For the next eight weeks, this series will run in the place of Agents of S.H.I.E.L.D. It’s 1946 and Peggy Carter, working for S.H.I.E.L.D.’s predecessor, must turn double agent in order to prove that Howard Stark isn’t a traitor.

Title: “Now is Not the End” and “Tunnel and Bridge”

Directed by Louis D’Esposito
Written by Christopher Markus and Stephen McFeely

Hayley Atwell as Peggy Carter
James D’Arcy as Edwin Jarvis
Shea Whigham as Roger Dooley
Lyndsy Fonseca as Angie Martinelli
Kyle Bornheimer as Ray Krzeminski
Meagen Fay as Miriam Fry
Bridget Regan as Dottie Underwood
Alexander Carroll as Agent Yauch
Chad Michael Murray as Jack Thompson
Enver Gjokaj as Daniel Sousa
James Frain as Leet Brannis
Andre Royo as Spider Raymond
Dominic Cooper as Howard Stark
Chris Evans as Captain America / Steve Rogers

Full cast and crew information may be found at the imdb

Premise

In the postwar era, Peggy Carter, still mourning Captain America’s apparent death, gets underused and misused by S.H.I.E.L.D.’s predecessor. When Howard Stark, under suspicion because some of his secret weapons have turned up in enemy hands, asks her help clearing his name, she must become a double agent to serve the greater good.

High Points

“Tunnel and Bridge” juxtaposes Carter’s adventures with a cheesy radio serial about Captain America, and its stock situations and sound effects. The results prove both hilarious and enlightening.

Low Point

Friendship notwithstanding, should Carter be taking an apartment that has a ten pm curfew? That just seems to be the show forcing secret-identity-shenanigans atop secret-identity-shenanigans.

The Scores:

Originality: 3/6 These episodes use numerous well-established tropes from comic books, action movies, and old serials. The hero must work against the system in order to enforce the values of the system. The female agent turns the sexist misperception of women to her advantage. People outrun explosions. Cliffhangers occur before each commercial break. Double identities cause crises, but none so great that the hero can’t save the world in her spare time. Nevertheless, Agent Carter uses these tropes and clichés with style and panache.

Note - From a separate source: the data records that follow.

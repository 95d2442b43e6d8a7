use std::fmt;
use std::str::FromStr;

use bytes::BytesMut;

use crate::error::{FrameError, Result};
use crate::layout::{
    FrameFormat, CANFD_MTU, CAN_MTU, DATA_OFFSET, EFF_FLAG, EFF_MASK, ERR_FLAG, FLAGS_OFFSET,
    ID_OFFSET, LEN_OFFSET, RTR_FLAG, SFF_MASK,
};

/// Default receive pool size: room for 64 FD frames before reallocating.
pub const DEFAULT_POOL_CAPACITY: usize = 64 * CANFD_MTU;

/// A CAN or CAN FD frame viewed in place over its kernel byte layout.
///
/// `B` is the backing storage: `BytesMut` for owned frames (the default),
/// `&[u8]`/`&mut [u8]` for borrowed views, `[u8; 16]`/`[u8; 72]` on the stack.
/// The buffer is the single source of truth; every accessor reads or writes
/// it directly.
///
/// Reads are available for any `B: AsRef<[u8]>`; writes additionally need
/// `B: AsMut<[u8]>`. Every write keeps these invariants:
/// - the length byte never exceeds the format's payload ceiling,
/// - bytes past the payload are zero after any length change,
/// - an RTR frame carries no payload,
/// - the id and the ERR/RTR/EFF bits are updated independently.
#[derive(Clone, PartialEq, Eq, Hash)]
pub struct CanFrame<B = BytesMut> {
    buf: B,
}

impl<B: AsRef<[u8]>> CanFrame<B> {
    /// Validate `buf` as a frame. Only 16- and 72-byte buffers are accepted.
    pub fn from_buffer(buf: B) -> Result<Self> {
        let len = buf.as_ref().len();
        if FrameFormat::from_len(len).is_none() {
            return Err(FrameError::InvalidFrameLength { len });
        }
        Ok(Self { buf })
    }

    fn bytes(&self) -> &[u8] {
        self.buf.as_ref()
    }

    pub fn format(&self) -> FrameFormat {
        if self.bytes().len() == CANFD_MTU {
            FrameFormat::Fd
        } else {
            FrameFormat::Classic
        }
    }

    /// Whether this is a 72-byte CAN FD frame.
    pub fn is_fd(&self) -> bool {
        self.format().is_fd()
    }

    /// Payload ceiling for this frame's format (8 or 64).
    pub fn capacity(&self) -> usize {
        self.format().max_payload()
    }

    /// The whole identifier word, flags included.
    pub fn raw_id(&self) -> u32 {
        let b = self.bytes();
        u32::from_le_bytes([
            b[ID_OFFSET],
            b[ID_OFFSET + 1],
            b[ID_OFFSET + 2],
            b[ID_OFFSET + 3],
        ])
    }

    /// The numeric identifier, always masked to 29 bits.
    pub fn id(&self) -> u32 {
        self.raw_id() & EFF_MASK
    }

    pub fn is_error(&self) -> bool {
        self.raw_id() & ERR_FLAG != 0
    }

    pub fn is_rtr(&self) -> bool {
        self.raw_id() & RTR_FLAG != 0
    }

    /// Extended format: the EFF bit is set or the id does not fit in 11 bits.
    pub fn is_extended(&self) -> bool {
        self.raw_id() & EFF_FLAG != 0 || self.id() > SFF_MASK
    }

    /// The length byte as stored.
    pub fn payload_len(&self) -> usize {
        self.bytes()[LEN_OFFSET] as usize
    }

    /// CAN FD flags byte (reserved on classic frames).
    pub fn fd_flags(&self) -> u8 {
        self.bytes()[FLAGS_OFFSET]
    }

    /// The whole data region (8 or 64 bytes), padding included.
    pub fn data(&self) -> &[u8] {
        &self.bytes()[DATA_OFFSET..]
    }

    /// The payload, clamped to the data region if the length byte overstates it.
    pub fn payload(&self) -> &[u8] {
        let len = self.payload_len().min(self.capacity());
        &self.data()[..len]
    }

    /// The full wire image (16 or 72 bytes).
    pub fn as_bytes(&self) -> &[u8] {
        self.bytes()
    }

    pub fn get_ref(&self) -> &B {
        &self.buf
    }

    /// Consume the frame and return its buffer.
    pub fn into_inner(self) -> B {
        self.buf
    }
}

impl<B: AsRef<[u8]> + AsMut<[u8]>> CanFrame<B> {
    fn bytes_mut(&mut self) -> &mut [u8] {
        self.buf.as_mut()
    }

    /// Replace the whole identifier word, flags included.
    pub fn set_raw_id(&mut self, raw_id: u32) {
        self.bytes_mut()[ID_OFFSET..ID_OFFSET + 4].copy_from_slice(&raw_id.to_le_bytes());
    }

    fn update_raw_id(&mut self, mask: u32, bits: u32) {
        let raw_id = (self.raw_id() & !mask) | (bits & mask);
        self.set_raw_id(raw_id);
    }

    /// Replace the low 29 bits, keeping ERR/RTR/EFF.
    pub fn set_id(&mut self, id: u32) {
        self.update_raw_id(EFF_MASK, id);
    }

    /// Toggle the explicit EFF bit. The numeric id is left alone.
    pub fn set_extended(&mut self, extended: bool) {
        self.update_raw_id(EFF_FLAG, if extended { EFF_FLAG } else { 0 });
    }

    pub fn set_error(&mut self, error: bool) {
        self.update_raw_id(ERR_FLAG, if error { ERR_FLAG } else { 0 });
    }

    /// Toggle RTR. Setting it also drops the payload (length 0).
    pub fn set_rtr(&mut self, rtr: bool) {
        self.update_raw_id(RTR_FLAG, if rtr { RTR_FLAG } else { 0 });
        if rtr {
            self.write_payload_len(0);
        }
    }

    /// Set the length byte and zero everything past the new payload.
    ///
    /// Fails without touching the buffer if `len` exceeds the format ceiling.
    pub fn set_payload_len(&mut self, len: usize) -> Result<()> {
        self.check_payload_len(len)?;
        self.write_payload_len(len);
        Ok(())
    }

    /// Copy `payload` in and set the length to match.
    pub fn set_payload(&mut self, payload: &[u8]) -> Result<()> {
        self.check_payload_len(payload.len())?;
        self.bytes_mut()[DATA_OFFSET..DATA_OFFSET + payload.len()].copy_from_slice(payload);
        self.write_payload_len(payload.len());
        Ok(())
    }

    /// Mutable view of the current payload.
    pub fn payload_mut(&mut self) -> &mut [u8] {
        let len = self.payload_len().min(self.capacity());
        &mut self.bytes_mut()[DATA_OFFSET..DATA_OFFSET + len]
    }

    pub fn set_fd_flags(&mut self, flags: u8) {
        self.bytes_mut()[FLAGS_OFFSET] = flags;
    }

    fn check_payload_len(&self, len: usize) -> Result<()> {
        let max = self.capacity();
        if len > max {
            return Err(FrameError::PayloadLengthOutOfRange { len, max });
        }
        Ok(())
    }

    fn write_payload_len(&mut self, len: usize) {
        let bytes = self.bytes_mut();
        bytes[LEN_OFFSET] = len as u8;
        bytes[DATA_OFFSET + len..].fill(0);
    }
}

impl CanFrame<BytesMut> {
    /// A zeroed frame: 72 bytes if `is_fd`, else 16.
    pub fn new(is_fd: bool) -> Self {
        let len = if is_fd { CANFD_MTU } else { CAN_MTU };
        Self {
            buf: BytesMut::zeroed(len),
        }
    }

    pub fn classic() -> Self {
        Self::new(false)
    }

    pub fn fd() -> Self {
        Self::new(true)
    }

    /// Data frame carrying `payload`, in the smallest format that fits.
    ///
    /// Ids above 0x7FF get the EFF bit; ids above 29 bits are rejected.
    pub fn with_payload(id: u32, payload: &[u8]) -> Result<Self> {
        if id > EFF_MASK {
            return Err(FrameError::IdentifierOutOfRange { id });
        }
        let format =
            FrameFormat::for_payload(payload.len()).ok_or(FrameError::PayloadLengthOutOfRange {
                len: payload.len(),
                max: FrameFormat::Fd.max_payload(),
            })?;

        let mut frame = Self::new(format.is_fd());
        frame.set_id(id);
        frame.set_extended(id > SFF_MASK);
        frame.set_payload(payload)?;
        Ok(frame)
    }
}

impl<B: AsRef<[u8]>> AsRef<[u8]> for CanFrame<B> {
    fn as_ref(&self) -> &[u8] {
        self.bytes()
    }
}

impl<B: AsRef<[u8]>> fmt::Debug for CanFrame<B> {
    fn fmt(&self, f: &mut fmt::Formatter<'_>) -> fmt::Result {
        f.debug_struct("CanFrame")
            .field("format", &self.format())
            .field("raw_id", &format_args!("{:#010X}", self.raw_id()))
            .field("len", &self.payload_len())
            .field("flags", &self.fd_flags())
            .field("payload", &hex::encode_upper(self.payload()))
            .finish()
    }
}

/// Compact `cansend`/`candump` notation.
///
/// ```text
/// 123#DEADBEEF     standard data frame
/// 12345678#R       extended RTR frame
/// 123##1AABBCC     FD frame, flags nibble 1 (BRS)
/// ```
impl<B: AsRef<[u8]>> fmt::Display for CanFrame<B> {
    fn fmt(&self, f: &mut fmt::Formatter<'_>) -> fmt::Result {
        if self.is_extended() {
            write!(f, "{:08X}", self.id())?;
        } else {
            write!(f, "{:03X}", self.id())?;
        }

        if self.is_fd() {
            write!(
                f,
                "##{:X}{}",
                self.fd_flags() & 0x0F,
                hex::encode_upper(self.payload())
            )
        } else if self.is_rtr() {
            f.write_str("#R")
        } else {
            write!(f, "#{}", hex::encode_upper(self.payload()))
        }
    }
}

impl FromStr for CanFrame<BytesMut> {
    type Err = FrameError;

    fn from_str(s: &str) -> Result<Self> {
        let s = s.trim();
        let (id_str, rest) = s
            .split_once('#')
            .ok_or_else(|| syntax_error("missing '#' between identifier and data"))?;

        let extended = match id_str.len() {
            3 => false,
            8 => true,
            _ => {
                return Err(syntax_error(
                    "identifier must be 3 (standard) or 8 (extended) hex digits",
                ))
            }
        };
        if !id_str.bytes().all(|b| b.is_ascii_hexdigit()) {
            return Err(syntax_error(format!("invalid identifier {id_str:?}")));
        }
        let id = u32::from_str_radix(id_str, 16)
            .map_err(|_| syntax_error(format!("invalid identifier {id_str:?}")))?;
        if id > EFF_MASK || (!extended && id > SFF_MASK) {
            return Err(FrameError::IdentifierOutOfRange { id });
        }

        let mut frame = if let Some(fd_rest) = rest.strip_prefix('#') {
            let mut chars = fd_rest.chars();
            let flags = chars
                .next()
                .and_then(|c| c.to_digit(16))
                .ok_or_else(|| syntax_error("FD frame needs a flags nibble after '##'"))?;
            let payload = decode_payload(chars.as_str())?;

            let mut frame = CanFrame::fd();
            frame.set_fd_flags(flags as u8);
            frame.set_payload(&payload)?;
            frame
        } else if rest.eq_ignore_ascii_case("r") {
            let mut frame = CanFrame::classic();
            frame.set_rtr(true);
            frame
        } else {
            let payload = decode_payload(rest)?;
            let mut frame = CanFrame::classic();
            frame.set_payload(&payload)?;
            frame
        };

        frame.set_id(id);
        frame.set_extended(extended);
        Ok(frame)
    }
}

fn decode_payload(text: &str) -> Result<Vec<u8>> {
    let digits: String = text.chars().filter(|c| *c != '.').collect();
    hex::decode(&digits).map_err(|err| syntax_error(format!("invalid payload {text:?}: {err}")))
}

fn syntax_error(message: impl Into<String>) -> FrameError {
    FrameError::InvalidFrameSyntax(message.into())
}

/// Configuration for frame readers and writers.
#[derive(Debug, Clone)]
pub struct FrameConfig {
    /// Initial receive pool size in bytes. Default: 64 FD frames.
    pub pool_capacity: usize,
    /// Read timeout for blocking operations.
    pub read_timeout: Option<std::time::Duration>,
    /// Write timeout for blocking operations.
    pub write_timeout: Option<std::time::Duration>,
}

impl Default for FrameConfig {
    fn default() -> Self {
        Self {
            pool_capacity: DEFAULT_POOL_CAPACITY,
            read_timeout: None,
            write_timeout: None,
        }
    }
}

Effects: 5/6 Agent Carter appears to have a higher budget than S.H.I.E.L.D., and the effects are impressive. Some of the CGI used to put us in period is obvious if you look for it.

Acting: 6/6 The cast has great chemistry, most notably Atwell with both D’Arcy and Fonseca.

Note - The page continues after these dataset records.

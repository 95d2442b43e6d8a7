mod cmd;
mod exit;
mod logging;
mod output;

use clap::Parser;

use crate::cmd::Command;
use crate::logging::{init_logging, LogFormat, LogLevel};
use crate::output::OutputFormat;

#[derive(Parser, Debug)]
#[command(name = "canprims", version, about = "Raw SocketCAN CLI")]
struct Cli {
    /// Output format.
    #[arg(long, value_name = "FORMAT", global = true)]
    format: Option<OutputFormat>,

    /// Log output format (stderr).
    #[arg(long, value_name = "FORMAT", default_value = "text", global = true)]
    log_format: LogFormat,

    /// Minimum log level (stderr).
    #[arg(long, value_name = "LEVEL", default_value = "info", global = true)]
    log_level: LogLevel,

    #[command(subcommand)]
    command: Command,
}

fn main() {
    let cli = Cli::parse();
    init_logging(cli.log_format, cli.log_level);

    let format = cli.format.unwrap_or_else(OutputFormat::default_for_stdout);
    let result = cmd::run(cli.command, format);

    match result {
        Ok(code) => std::process::exit(code),
        Err(err) => {
            eprintln!("error: {err}");
            std::process::exit(err.code);
        }
    }
}
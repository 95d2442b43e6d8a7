use std::sync::atomic::{AtomicBool, Ordering};
use std::sync::Arc;
use std::time::Duration;

use canprims_frame::{FrameConfig, FrameError, FrameReader};
use canprims_transport::{CanSocket, CanSocketOptions};
use tracing::{debug, info};

use crate::cmd::ListenArgs;
use crate::exit::{frame_error, transport_error, CliError, CliResult, SUCCESS};
use crate::output::{print_frame, OutputFormat};

/// How long a blocked read waits before rechecking for Ctrl-C.
const POLL_INTERVAL: Duration = Duration::from_millis(200);

pub fn run(args: ListenArgs, format: OutputFormat) -> CliResult<i32> {
    let options = socket_options(&args);
    let socket = CanSocket::open_with_options(&args.interface, &options)
        .map_err(|err| transport_error("open failed", err))?;
    info!(
        interface = %args.interface,
        if_index = socket.if_index(),
        fd = options.fd_frames,
        "listening"
    );

    let config = FrameConfig {
        read_timeout: Some(POLL_INTERVAL),
        ..FrameConfig::default()
    };
    let mut reader = FrameReader::with_config_socket(socket, config)
        .map_err(|err| frame_error("socket setup failed", err))?;

    let cancel = Arc::new(AtomicBool::new(false));
    install_ctrlc_handler(cancel.clone())?;

    let mut printed = 0usize;

    loop {
        let frame = match reader.read_frame_cancellable(&cancel) {
            Ok(frame) => frame,
            Err(FrameError::Cancelled) => break,
            // Already logged by the reader; keep listening.
            Err(FrameError::InvalidFrameLength { .. }) => continue,
            Err(err) => return Err(frame_error("receive failed", err)),
        };

        if let Some(ids) = &args.ids {
            if !ids.contains(&frame.id()) {
                continue;
            }
        }

        print_frame(&frame, &args.interface, format);
        printed = printed.saturating_add(1);

        if let Some(count) = args.count {
            if printed >= count {
                break;
            }
        }
    }

    debug!(printed, "listen finished");
    Ok(SUCCESS)
}

fn socket_options(args: &ListenArgs) -> CanSocketOptions {
    CanSocketOptions {
        loopback: !args.no_loopback,
        receive_own_messages: args.receive_own,
        fd_frames: args.fd,
    }
}

fn install_ctrlc_handler(cancel: Arc<AtomicBool>) -> CliResult<()> {
    ctrlc::set_handler(move || {
        cancel.store(true, Ordering::SeqCst);
    })
    .map_err(|err| {
        CliError::new(
            crate::exit::INTERNAL,
            format!("signal handler setup failed: {err}"),
        )
    })
}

Story: 6/6 Despite the series having an overall arc, they did a great job of giving each episode some kind of story. I’ll excuse any issues with story on the grounds that we’re watching a tale in progress.

Emotional Response: 6/6

Production: 6/6 The show gives us a pulp-cover-bright version of postwar NYC, with some great retrofuturistic technology.

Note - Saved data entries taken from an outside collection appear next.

fn main() {
    if let Ok(target) = std::env::var("TARGET") {
        println!("cargo:rustc-env=CANPRIMS_BUILD_TARGET={target}");
    }
    println!("cargo:rerun-if-env-changed=TARGET");
}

Overall: 5/6 I rarely watch Agents of S.H.I.E.L.D., but I will definitely be following this mini-series to its conclusion.

In total, “Now is Not the End” and “Tunnel and Bridge” receive 37/42

Lingering Questions

I’ll accept that Carter, despite her incredible service record, gets misused after the war due to her sex. It certainly happened to many women in real life, and we’re reminded by a recent Hollywood film that it happened to other groups as well. But why is her identity so entirely a secret? Yes– she was a spy. But we’ve seen her involvements during the war. Did she never turn up in newsreel footage with Captain America and the Howling Commandoes? Did she have no public profile?

Howard Stark’s age lines up, in that he would have been in his mid-fifties when he fathered Tony. But does he look barely thirty in this movie? And he must have been some boy genius to have been a major contractor in his early twenties!

I’m not as versed in Marvel lore as some. Do we know how this will connect (as it will) to Age of Ultron?